In response to the national need for progress in clean energy, a national workshop on Clean Energy Education (CEE) was held in Urbana, Illinois on October 13, 2011, under support from the National Science Foundation. It was organized by the University of Illinois at Urbana-Champaign in collaboration with the University of Chicago, Northwestern University, the University of Illinois at Chicago, Argonne National Laboratory and the Illinois Green Economy Network of Community Colleges. The goal of the workshop was to frame answers to the questions, “What are the crucial elements in a national program of CEE?” and “What are the best practices a national CEE program must adopt?” The approximately 100 participants included faculty from about 30 universities, community colleges and schools, as well as leaders from industry, government agencies, and nongovernmental organizations.

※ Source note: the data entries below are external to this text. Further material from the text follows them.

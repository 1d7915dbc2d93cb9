// src/mocks/mod.rs
//
// Mock collaborators of the bridge and the `Mocks` bundle that wires them up.

pub mod autostart;
pub mod crash;
pub mod heartbeat;
pub mod proxy;
pub mod reporter;
pub mod tls;

use log::{debug, info};
use semver::Version;
use std::sync::Arc;
use std::thread;
use std::time::Duration;

use crate::cfg::config::HarnessConfig;
use crate::expect::Controller;
use crate::test_updater::TestUpdater;

pub use autostart::{Autostarter, MockAutostarter};
pub use crash::{run_guarded, MockPanicHandler, PanicHandler};
pub use heartbeat::{HeartbeatManager, MockHeartbeatManager};
pub use proxy::{MockProxyController, ProxyController};
pub use reporter::{Context, MockReporter, Reporter};
pub use tls::{MockTlsReporter, TlsIssueChannel, TlsReporter};

/// Interval the mock heartbeat manager reports.
pub const HEARTBEAT_INTERVAL: Duration = Duration::from_millis(500);

/// Reported whenever a sync is interrupted; tolerated any number of times.
pub const SYNC_RETRY_MESSAGE: &str = "Failed to sync, will retry later";

/// One of every collaborator the bridge needs, sharing a single controller.
///
/// Background calls the bridge makes all the time are already allowed:
/// - `get_tls_issue_ch` returns `tls_issue_ch`
/// - `handle_panic` with any payload
/// - `is_telemetry_available`, and `get_heartbeat_periodic_interval` returning 500ms
/// - `report_message_with_context` with [`SYNC_RETRY_MESSAGE`]
///
/// Dropping the harness closes `tls_issue_ch` if still open and then checks
/// every expectation.
pub struct Mocks {
    pub controller: Arc<Controller>,

    pub proxy_ctl: MockProxyController,
    pub tls_reporter: MockTlsReporter,
    pub tls_issue_ch: TlsIssueChannel,

    pub updater: Arc<TestUpdater>,
    pub autostarter: MockAutostarter,

    pub crash_handler: MockPanicHandler,
    pub reporter: MockReporter,
    pub heartbeat: MockHeartbeatManager,
}

impl Mocks {
    pub fn new(version: Version, min_auto: Version) -> Self {
        info!("Creating mocks for version {} (min auto {})", version, min_auto);

        let controller = Controller::new();

        let mocks = Mocks {
            proxy_ctl: MockProxyController::new(&controller),
            tls_reporter: MockTlsReporter::new(&controller),
            tls_issue_ch: TlsIssueChannel::new(),

            updater: Arc::new(TestUpdater::new(version, min_auto)),
            autostarter: MockAutostarter::new(&controller),

            crash_handler: MockPanicHandler::new(&controller),
            reporter: MockReporter::new(&controller),
            heartbeat: MockHeartbeatManager::new(&controller),

            controller,
        };

        mocks
            .tls_reporter
            .expect_get_tls_issue_ch()
            .any_times()
            .return_const(mocks.tls_issue_ch.clone());

        // every worker routine reports here on exit
        mocks.crash_handler.expect_handle_panic().any_times();

        // start of the heartbeat process
        mocks.heartbeat.expect_is_telemetry_available().any_times();
        mocks
            .heartbeat
            .expect_get_heartbeat_periodic_interval()
            .any_times()
            .return_const(HEARTBEAT_INTERVAL);

        // sent whenever a sync is cancelled
        // TODO: narrow this down to the tests that actually cancel a sync.
        mocks
            .reporter
            .expect_report_message_with_context()
            .withf(|(message, _)| message == SYNC_RETRY_MESSAGE)
            .any_times();

        mocks
    }

    /// Build from a loaded config, also seeding the multi-release answer.
    pub fn from_config(config: &HarnessConfig) -> Self {
        let mocks = Self::new(config.version.clone(), config.min_auto.clone());
        mocks.updater.set_latest_version(config.version_info());
        mocks
    }

    /// Close the TLS issue channel. Nothing may send on it afterwards.
    ///
    /// # Panics
    /// If the harness was already closed.
    pub fn close(&self) {
        debug!("Closing mocks");
        self.tls_issue_ch.close();
    }
}

impl Drop for Mocks {
    fn drop(&mut self) {
        if !self.tls_issue_ch.is_closed() {
            self.close();
        }
        if !thread::panicking() {
            self.controller.finish();
        }
    }
}

#[cfg(test)]
mod tests {
    use super::*;
    use std::panic::{self, AssertUnwindSafe};

    fn v(s: &str) -> Version {
        Version::parse(s).unwrap()
    }

    #[test]
    fn test_background_calls_are_allowed() {
        let mocks = Mocks::new(v("1.0.0"), v("0.9.0"));

        for _ in 0..10 {
            mocks.crash_handler.handle_panic(None);
            assert!(!mocks.heartbeat.is_telemetry_available());
            assert_eq!(mocks.heartbeat.get_heartbeat_periodic_interval(), HEARTBEAT_INTERVAL);
            mocks
                .reporter
                .report_message_with_context(SYNC_RETRY_MESSAGE, Context::new())
                .unwrap();
        }

        assert!(mocks.controller.failures().is_empty());
    }

    #[test]
    fn test_nothing_else_is_allowed() {
        let mocks = Mocks::new(v("1.0.0"), v("0.9.0"));

        mocks.proxy_ctl.allow_proxy();
        let _ = mocks.autostarter.is_enabled();
        let _ = mocks.reporter.report_message("unplanned");

        assert_eq!(mocks.controller.failures().len(), 3);

        // the drop check reports the same failures
        let dropped = panic::catch_unwind(AssertUnwindSafe(move || drop(mocks)));
        assert!(dropped.is_err());
    }

    #[test]
    fn test_tls_channel_identity() {
        let mocks = Mocks::new(v("1.0.0"), v("0.9.0"));
        let first = mocks.tls_reporter.get_tls_issue_ch();
        let second = mocks.tls_reporter.get_tls_issue_ch();

        assert!(first.same_channel(&second));
        assert!(first.same_channel(&mocks.tls_issue_ch));
    }

    #[test]
    fn test_close_once() {
        let mocks = Mocks::new(v("1.0.0"), v("0.9.0"));
        mocks.close();
        assert!(mocks.tls_issue_ch.is_closed());
    }

    #[test]
    fn test_second_close_is_detected() {
        let mocks = Mocks::new(v("1.0.0"), v("0.9.0"));
        mocks.close();

        let second = panic::catch_unwind(AssertUnwindSafe(|| mocks.close()));
        assert!(second.is_err());
    }

    #[test]
    fn test_drop_closes_channel() {
        let mocks = Mocks::new(v("1.0.0"), v("0.9.0"));
        let channel = mocks.tls_reporter.get_tls_issue_ch();
        drop(mocks);

        assert!(channel.is_closed());
        assert_eq!(channel.recv(), None);
    }

    #[test]
    #[should_panic(expected = "MockAutostarter.enable: expected Exactly(1) call(s), got 0")]
    fn test_drop_reports_unmet_expectations() {
        let mocks = Mocks::new(v("1.0.0"), v("0.9.0"));
        mocks.autostarter.expect_enable().times(1);
    }

    #[test]
    fn test_updater_seeded_from_arguments() {
        let mocks = Mocks::new(v("1.0.0"), v("0.9.0"));
        let info = mocks.updater.latest_legacy();

        assert_eq!(info.version, v("1.0.0"));
        assert_eq!(info.min_auto, v("0.9.0"));
        assert_eq!(info.rollout_proportion, 1.0);
    }
}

It was the first in a series of planned activities that will bring together experts in energy education to lead the nation in creating an energy-literate citizenry for the 21st Century.
The full report of the workshop can be downloaded in pdf format. The recommendations are divided into three essential sections.
I. Priority Recommendations. Four overarching issues must be addressed in order for the nation to move forward with an agenda of clean energy education:
• Systems thinking is the essential framework for understanding
• Diverse stakeholders must be engaged in the discussion
• Multiple energy literacies must be formulated depending on the context and user
• Institutional transformation must occur to embed clean energy education across the disciplines.
II. Strategies. The breakout session participants formulated specific immediate- and long-term recommendations in the following domains:
• Energy-literate citizenry
• K-12 education
• Interdisciplinary and cross-institutional education
• Workforce development
• Industrial education and training
• International engagement.
III. Looking Ahead. The pathway forward must involve key agencies, such as the National Science Foundation, the Department of Energy, and the Department of Education; be supported by enhanced interactions with scientific research facilities, the energy industry, business and government; and include international learning opportunities such as the US-China Clean Energy Research Center.